L’EGLISE CATHOLIQUE CONTRE L’ADOPTION DE LA NOUVELLE CONSTITUTION AU TCHAD PAR VOIE PARLEMENTAIRE
Quand le clergé met du sable dans le couscous de Deby
Alors que le Tchad s’achemine vers une IVe République qui verra les pouvoirs du chef de l’Etat se renforcer, l’Eglise catholique vient de jeter un pavé dans la mare. Au lieu de la voie parlementaire, les Evêques de la Conférence épiscopale du Tchad appellent à une adoption, par référendum, de la nouvelle Constitution.
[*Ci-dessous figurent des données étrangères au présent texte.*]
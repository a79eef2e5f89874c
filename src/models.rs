//! Row types for the moderation tables.

use chrono::{DateTime, Duration, Utc};
use serde::{Deserialize, Serialize};
use sqlx::{FromRow, types::Json};

use crate::clock::parse_utc;

/// Moderation sanctions, declared from least to most severe.
#[derive(Debug, Clone, Copy, PartialEq, Eq, Hash, Serialize, Deserialize, sqlx::Type)]
#[serde(rename_all = "snake_case")]
#[sqlx(rename_all = "snake_case")]
pub enum PenaltyType {
    Warning,
    #[serde(rename = "temp_ban_24h")]
    #[sqlx(rename = "temp_ban_24h")]
    TempBan24h,
    #[serde(rename = "temp_ban_7d")]
    #[sqlx(rename = "temp_ban_7d")]
    TempBan7d,
    #[serde(rename = "temp_ban_30d")]
    #[sqlx(rename = "temp_ban_30d")]
    TempBan30d,
    PermanentBan,
}

impl PenaltyType {
    /// Every penalty type, in severity order.
    pub const ALL: [Self; 5] = [
        Self::Warning,
        Self::TempBan24h,
        Self::TempBan7d,
        Self::TempBan30d,
        Self::PermanentBan,
    ];

    /// Position on the escalation ladder. Higher is more severe.
    pub const fn severity(self) -> u8 {
        match self {
            Self::Warning => 0,
            Self::TempBan24h => 1,
            Self::TempBan7d => 2,
            Self::TempBan30d => 3,
            Self::PermanentBan => 4,
        }
    }

    /// Ban length. `None` for warnings (no ban at all) and permanent bans (never ends).
    pub fn duration(self) -> Option<Duration> {
        match self {
            Self::Warning | Self::PermanentBan => None,
            Self::TempBan24h => Some(Duration::hours(24)),
            Self::TempBan7d => Some(Duration::hours(168)),
            Self::TempBan30d => Some(Duration::hours(720)),
        }
    }

    /// How far back a prior penalty of this type counts toward escalation.
    pub fn lookback(self) -> Duration {
        match self {
            Self::Warning | Self::TempBan24h | Self::TempBan7d => Duration::days(30),
            Self::TempBan30d | Self::PermanentBan => Duration::days(90),
        }
    }

    /// The next rung up the ladder, saturating at a permanent ban.
    pub const fn escalate(self) -> Self {
        match self {
            Self::Warning => Self::TempBan24h,
            Self::TempBan24h => Self::TempBan7d,
            Self::TempBan7d => Self::TempBan30d,
            Self::TempBan30d | Self::PermanentBan => Self::PermanentBan,
        }
    }

    pub const fn as_str(self) -> &'static str {
        match self {
            Self::Warning => "warning",
            Self::TempBan24h => "temp_ban_24h",
            Self::TempBan7d => "temp_ban_7d",
            Self::TempBan30d => "temp_ban_30d",
            Self::PermanentBan => "permanent_ban",
        }
    }
}

impl std::fmt::Display for PenaltyType {
    fn fmt(&self, f: &mut std::fmt::Formatter<'_>) -> std::fmt::Result {
        f.write_str(self.as_str())
    }
}

/// Lifecycle of a penalty row.
#[derive(Debug, Clone, Copy, PartialEq, Eq, Serialize, Deserialize, sqlx::Type)]
#[serde(rename_all = "snake_case")]
#[sqlx(rename_all = "snake_case")]
pub enum PenaltyStatus {
    /// In force (unless its `expires_at` has passed and the sweep has not run yet).
    Active,
    Expired,
    Revoked,
    /// Suspended while its single appeal is pending.
    Appealed,
}

#[derive(Debug, Clone, Serialize, Deserialize, FromRow)]
pub struct Penalty {
    pub id: i64,
    pub user_id: i64,
    pub penalty_type: PenaltyType,
    pub status: PenaltyStatus,
    pub reason: String,
    pub issued_by: i64,
    pub issued_at: DateTime<Utc>,
    /// `None` for warnings and permanent bans.
    pub expires_at: Option<DateTime<Utc>>,
    pub related_flag_ids: Json<Vec<i64>>,
    pub revoked_by: Option<i64>,
    pub revoked_at: Option<DateTime<Utc>>,
    pub revoke_reason: Option<String>,
}

impl Penalty {
    /// Whether the ban length has run out. Never true for warnings or permanent bans.
    pub fn has_elapsed(&self, now: DateTime<Utc>) -> bool {
        self.expires_at.is_some_and(|at| at <= now)
    }

    /// ACTIVE and not yet past its expiry.
    pub fn is_in_force(&self, now: DateTime<Utc>) -> bool {
        match self.status {
            PenaltyStatus::Active => !self.has_elapsed(now),
            PenaltyStatus::Expired | PenaltyStatus::Revoked | PenaltyStatus::Appealed => false,
        }
    }
}

#[derive(Debug, Clone, Copy, PartialEq, Eq, Serialize, Deserialize, sqlx::Type)]
#[serde(rename_all = "snake_case")]
#[sqlx(rename_all = "snake_case")]
pub enum AppealStatus {
    Pending,
    Approved,
    Rejected,
}

#[derive(Debug, Clone, Serialize, Deserialize, FromRow)]
pub struct Appeal {
    pub id: i64,
    pub penalty_id: i64,
    pub user_id: i64,
    pub reason: String,
    pub status: AppealStatus,
    pub created_at: DateTime<Utc>,
    pub reviewed_by: Option<i64>,
    pub reviewed_at: Option<DateTime<Utc>>,
    pub review_notes: Option<String>,
}

/// Reputation-relevant columns of a user.
#[derive(Debug, Clone, Serialize, Deserialize, FromRow)]
pub struct User {
    pub id: i64,
    pub username: String,
    pub is_global_admin: bool,
    pub requires_comment_approval: bool,
    pub trust_score: i64,
    pub approved_comments_count: i64,
    pub valid_flags_received: i64,
    pub flags_submitted_validated: i64,
    /// Stored as text; older rows are naive (no offset).
    pub created_at: String,
}

impl User {
    /// Registration time normalized to UTC.
    pub fn registered_at(&self) -> Option<DateTime<Utc>> {
        parse_utc(&self.created_at)
    }
}

#[derive(Debug, Clone, Copy, PartialEq, Eq, Serialize, Deserialize, sqlx::Type)]
#[serde(rename_all = "snake_case")]
#[sqlx(rename_all = "snake_case")]
pub enum ContentType {
    Idea,
    Comment,
}

#[derive(Debug, Clone, Copy, PartialEq, Eq, Serialize, Deserialize, sqlx::Type)]
#[serde(rename_all = "snake_case")]
#[sqlx(rename_all = "snake_case")]
pub enum FlagStatus {
    Pending,
    Upheld,
    Dismissed,
}

#[derive(Debug, Clone, Serialize, Deserialize, FromRow)]
pub struct ContentFlag {
    pub id: i64,
    pub content_type: ContentType,
    pub content_id: i64,
    pub reporter_id: i64,
    pub reason: String,
    pub details: Option<String>,
    pub status: FlagStatus,
    pub created_at: DateTime<Utc>,
}

#[derive(Debug, Clone, Serialize, Deserialize, FromRow)]
pub struct KeywordWatch {
    pub id: i64,
    pub keyword: String,
    pub is_regex: bool,
    pub auto_flag_reason: String,
    pub is_active: bool,
    pub match_count: i64,
    pub created_at: DateTime<Utc>,
}
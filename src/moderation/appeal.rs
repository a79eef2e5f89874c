//! Appeals: one per penalty, reviewed once.

use std::{str::FromStr, sync::Arc};

use metrics::counter;
use serde::{Deserialize, Serialize};
use tracing::info;

use crate::{
    clock::Clock,
    db::{Db, is_unique_violation, retry_busy},
    error::ModerationError,
    metrics::{APPEAL_REVIEWED, APPEAL_SUBMITTED},
    models::{Appeal, AppealStatus, PenaltyStatus},
    moderation::penalty::{can_appeal, reinstate_in, revoke_in},
    store::{appeals, penalties},
};

/// An administrator's decision on a pending appeal.
#[derive(Debug, Clone, Copy, PartialEq, Eq, Serialize, Deserialize)]
#[serde(rename_all = "snake_case")]
pub enum ReviewAction {
    Approve,
    Reject,
}

impl FromStr for ReviewAction {
    type Err = ModerationError;

    fn from_str(s: &str) -> Result<Self, Self::Err> {
        match s {
            "approve" => Ok(Self::Approve),
            "reject" => Ok(Self::Reject),
            other => Err(ModerationError::InvalidAction(format!(
                "unknown review action {other:?}; expected \"approve\" or \"reject\""
            ))),
        }
    }
}

#[derive(Clone)]
pub struct AppealWorkflow {
    db: Db,
    clock: Arc<dyn Clock>,
}

impl AppealWorkflow {
    pub fn new(db: Db, clock: Arc<dyn Clock>) -> Self {
        Self { db, clock }
    }

    /// Contest a penalty. The penalty is suspended (APPEALED) until the appeal is reviewed.
    ///
    /// A penalty owned by someone else is reported as missing.
    #[tracing::instrument(skip(self, reason))]
    pub async fn submit_appeal(
        &self,
        penalty_id: i64,
        user_id: i64,
        reason: &str,
    ) -> Result<Appeal, ModerationError> {
        let appeal = retry_busy(|| async move {
            let now = self.clock.now();
            let mut tx = self.db.begin().await?;

            let penalty = penalties::get(&mut tx, penalty_id)
                .await?
                .filter(|p| p.user_id == user_id)
                .ok_or(ModerationError::NotFound("penalty"))?;
            let has_appeal = appeals::exists_for_penalty(&mut tx, penalty_id).await?;
            if has_appeal {
                return Err(ModerationError::AlreadyExists(
                    "an appeal has already been submitted for this penalty",
                ));
            }
            if !can_appeal(&penalty, has_appeal, now) {
                return Err(ModerationError::CannotAppeal(
                    "this penalty cannot be appealed: warnings and penalties that are no longer in force are not eligible",
                ));
            }

            let appeal = appeals::insert(&mut tx, penalty_id, user_id, reason, now)
                .await
                .map_err(|err| {
                    if is_unique_violation(&err) {
                        ModerationError::AlreadyExists(
                            "an appeal has already been submitted for this penalty",
                        )
                    } else {
                        err.into()
                    }
                })?;
            _ = penalties::set_status(&mut tx, penalty_id, PenaltyStatus::Appealed).await?;
            tx.commit().await?;
            Ok(appeal)
        })
        .await?;

        counter!(APPEAL_SUBMITTED).increment(1);
        info!(appeal_id = appeal.id, "appeal submitted");
        Ok(appeal)
    }

    /// Resolve a pending appeal. Approval revokes the penalty and recomputes the user's
    /// score; rejection puts the penalty back in force.
    ///
    /// Appeals that were already reviewed are reported as missing.
    #[tracing::instrument(skip(self, notes))]
    pub async fn review_appeal(
        &self,
        appeal_id: i64,
        reviewer_id: i64,
        action: ReviewAction,
        notes: &str,
    ) -> Result<Appeal, ModerationError> {
        let appeal = retry_busy(|| async move {
            let now = self.clock.now();
            let mut tx = self.db.begin().await?;

            let appeal = appeals::get_pending(&mut tx, appeal_id)
                .await?
                .ok_or(ModerationError::NotFound("appeal"))?;
            let penalty = penalties::get(&mut tx, appeal.penalty_id)
                .await?
                .ok_or(ModerationError::NotFound("penalty"))?;

            let status = match action {
                ReviewAction::Approve => {
                    let reason = format!("Appeal approved: {notes}");
                    _ = revoke_in(&mut tx, &penalty, reviewer_id, &reason, now).await?;
                    AppealStatus::Approved
                }
                ReviewAction::Reject => {
                    // The score still carries the penalty from issuance.
                    _ = reinstate_in(&mut tx, &penalty).await?;
                    AppealStatus::Rejected
                }
            };

            let appeal = appeals::resolve(&mut tx, appeal_id, status, reviewer_id, now, notes).await?;
            tx.commit().await?;
            Ok(appeal)
        })
        .await?;

        let outcome = match appeal.status {
            AppealStatus::Approved => "approved",
            AppealStatus::Rejected => "rejected",
            AppealStatus::Pending => "pending",
        };
        counter!(APPEAL_REVIEWED, "outcome" => outcome).increment(1);
        info!(penalty_id = appeal.penalty_id, outcome, "appeal reviewed");
        Ok(appeal)
    }

    pub async fn get_appeal(&self, appeal_id: i64) -> Result<Appeal, ModerationError> {
        let mut conn = self.db.acquire().await?;
        appeals::get(&mut conn, appeal_id)
            .await?
            .ok_or(ModerationError::NotFound("appeal"))
    }

    /// The review queue, oldest first.
    pub async fn list_pending_appeals(&self) -> Result<Vec<Appeal>, ModerationError> {
        let mut conn = self.db.acquire().await?;
        Ok(appeals::list_pending(&mut conn).await?)
    }

    pub async fn list_user_appeals(&self, user_id: i64) -> Result<Vec<Appeal>, ModerationError> {
        let mut conn = self.db.acquire().await?;
        Ok(appeals::list_for_user(&mut conn, user_id).await?)
    }
}
use chrono::{DateTime, Utc};
use sqlx::SqliteConnection;

use crate::models::{ContentFlag, ContentType, FlagStatus};

#[derive(Debug, Clone)]
pub(crate) struct NewFlag<'a> {
    pub content_type: ContentType,
    pub content_id: i64,
    pub reporter_id: i64,
    pub reason: &'a str,
    pub details: Option<&'a str>,
    pub created_at: DateTime<Utc>,
}

/// Insert a PENDING flag.
pub(crate) async fn insert(
    conn: &mut SqliteConnection,
    flag: &NewFlag<'_>,
) -> sqlx::Result<ContentFlag> {
    sqlx::query_as(
        r#"
        INSERT INTO content_flag (content_type, content_id, reporter_id, reason, details, status, created_at)
            VALUES (?, ?, ?, ?, ?, ?, ?)
            RETURNING *
        "#,
    )
    .bind(flag.content_type)
    .bind(flag.content_id)
    .bind(flag.reporter_id)
    .bind(flag.reason)
    .bind(flag.details)
    .bind(FlagStatus::Pending)
    .bind(flag.created_at)
    .fetch_one(&mut *conn)
    .await
}

/// `(reporter_id, reporter trust score)` for every pending flag on a piece of content.
pub(crate) async fn pending_reporters(
    conn: &mut SqliteConnection,
    content_type: ContentType,
    content_id: i64,
) -> sqlx::Result<Vec<(i64, i64)>> {
    sqlx::query_as(
        r#"
        SELECT f.reporter_id, u.trust_score
            FROM content_flag f
            JOIN users u ON u.id = f.reporter_id
            WHERE f.content_type = ? AND f.content_id = ? AND f.status = ?
        "#,
    )
    .bind(content_type)
    .bind(content_id)
    .bind(FlagStatus::Pending)
    .fetch_all(&mut *conn)
    .await
}
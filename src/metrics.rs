//! Metric names and exporter setup.

use std::time::Duration;

use anyhow::Context;
use metrics::describe_counter;
use metrics_exporter_prometheus::PrometheusBuilder;

use crate::config;

pub const PENALTY_ISSUED: &str = "civicmod.penalty.issued"; // Counter, labelled by type.
pub const PENALTY_REVOKED: &str = "civicmod.penalty.revoked"; // Counter.
pub const PENALTY_EXPIRED: &str = "civicmod.penalty.expired"; // Counter.

pub const APPEAL_SUBMITTED: &str = "civicmod.appeal.submitted"; // Counter.
pub const APPEAL_REVIEWED: &str = "civicmod.appeal.reviewed"; // Counter, labelled by outcome.

pub const TRUST_RECALCULATED: &str = "civicmod.trust.recalculated"; // Counter.
pub const WATCHLIST_MATCHES: &str = "civicmod.watchlist.matches"; // Counter.

/// Describe every moderation counter, and install the push gateway exporter when one is
/// configured. Call once at startup.
pub fn setup(config: Option<&config::MetricConfig>) -> anyhow::Result<()> {
    describe_counter!(PENALTY_ISSUED, "Penalties issued, by penalty type.");
    describe_counter!(
        PENALTY_REVOKED,
        "Penalties revoked by an administrator or an approved appeal."
    );
    describe_counter!(
        PENALTY_EXPIRED,
        "Penalties moved to expired by the sweep or by escalation."
    );

    describe_counter!(APPEAL_SUBMITTED, "Appeals submitted.");
    describe_counter!(APPEAL_REVIEWED, "Appeals reviewed, by outcome.");

    describe_counter!(TRUST_RECALCULATED, "Trust score recalculations.");
    describe_counter!(
        WATCHLIST_MATCHES,
        "Automatic flags raised by watchlist keywords."
    );

    if let Some(config) = config {
        match config {
            config::MetricConfig::PrometheusPush(prometheus_config) => {
                PrometheusBuilder::new()
                    .with_push_gateway(
                        prometheus_config.url.clone(),
                        Duration::from_secs(10),
                        None,
                        None,
                    )
                    .context("failed to set up push gateway")?
                    .install()
                    .context("failed to install metrics exporter")?;
            }
        }
    }

    Ok(())
}
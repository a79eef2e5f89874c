//! Time source and timestamp normalization.

use chrono::{DateTime, NaiveDateTime, Utc};

/// A source of the current time. Services never read the system clock directly.
pub trait Clock: Send + Sync {
    /// The current instant, in UTC.
    fn now(&self) -> DateTime<Utc>;
}

/// The wall clock.
#[derive(Debug, Clone, Copy, Default)]
pub struct SystemClock;

impl Clock for SystemClock {
    fn now(&self) -> DateTime<Utc> {
        Utc::now()
    }
}

/// Naive layouts accepted for stored timestamps. SQLite's `datetime('now')` yields the first.
const NAIVE_FORMATS: &[&str] = &[
    "%Y-%m-%d %H:%M:%S%.f",
    "%Y-%m-%dT%H:%M:%S%.f",
    "%Y-%m-%d %H:%M:%S",
    "%Y-%m-%dT%H:%M:%S",
];

/// Parse a stored timestamp into UTC.
///
/// Values carrying an offset are converted to UTC. Naive values (no offset) are
/// interpreted as UTC, so arithmetic against [`Clock::now`] never mixes aware and naive
/// times.
pub fn parse_utc(raw: &str) -> Option<DateTime<Utc>> {
    let raw = raw.trim();
    if let Ok(dt) = DateTime::parse_from_rfc3339(raw) {
        return Some(dt.with_timezone(&Utc));
    }

    NAIVE_FORMATS
        .iter()
        .find_map(|fmt| NaiveDateTime::parse_from_str(raw, fmt).ok())
        .map(|naive| naive.and_utc())
}

#[cfg(test)]
mod tests {
    use super::*;
    use chrono::TimeZone as _;

    #[test]
    fn naive_timestamps_are_utc() {
        let expected = Utc.with_ymd_and_hms(2024, 3, 1, 12, 30, 0).unwrap();
        assert_eq!(parse_utc("2024-03-01 12:30:00"), Some(expected));
        assert_eq!(parse_utc("2024-03-01T12:30:00"), Some(expected));
        assert_eq!(parse_utc("2024-03-01 12:30:00.000"), Some(expected));
    }

    #[test]
    fn offsets_are_normalized() {
        let expected = Utc.with_ymd_and_hms(2024, 3, 1, 10, 30, 0).unwrap();
        assert_eq!(parse_utc("2024-03-01T12:30:00+02:00"), Some(expected));
        assert_eq!(parse_utc("2024-03-01T10:30:00Z"), Some(expected));
    }

    #[test]
    fn garbage_is_rejected() {
        assert_eq!(parse_utc("yesterday"), None);
        assert_eq!(parse_utc(""), None);
    }
}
Selon eux, le changement de « Constitution doit se faire dans le respect de la Constitution » qui stipule que « la révision de la Constitution est adoptée par référendum ». Et d’ajouter : « L’adoption de la Constitution par voie parlementaire risque de fausser gravement les règles du jeu démocratique », étant donné qu’une « grande partie de la population tchadienne ignore complètement ce qui se passe ». Les prélats voudraient jeter du sable dans le couscous du président Idriss Deby Itno qu’ils ne s’y prendraient pas autrement. Car, pour ce dernier, la chose était déjà pliée, l’adoption de la nouvelle Constitution étant prévue pour fin avril à l’Assemblée nationale majoritairement composée de députés de la majorité présidentielle. Alors, que va-t-il se passer maintenant ? Deby va-t-il écouter le sermon des Evêques en battant en retraite ? Ou va-t-il opérer un passage en force pour mettre en place son projet de nouvelle Constitution qui prévoit l’avènement d’un régime présidentiel, le poste de Premier ministre ayant été supprimé ? On attend de voir. Toujours est-il que le clergé n’est pas le seul à soutenir la révision de la loi fondamentale tchadienne par voie référendaire, étant donné que le mandat même des députés est achevé depuis juin 2015.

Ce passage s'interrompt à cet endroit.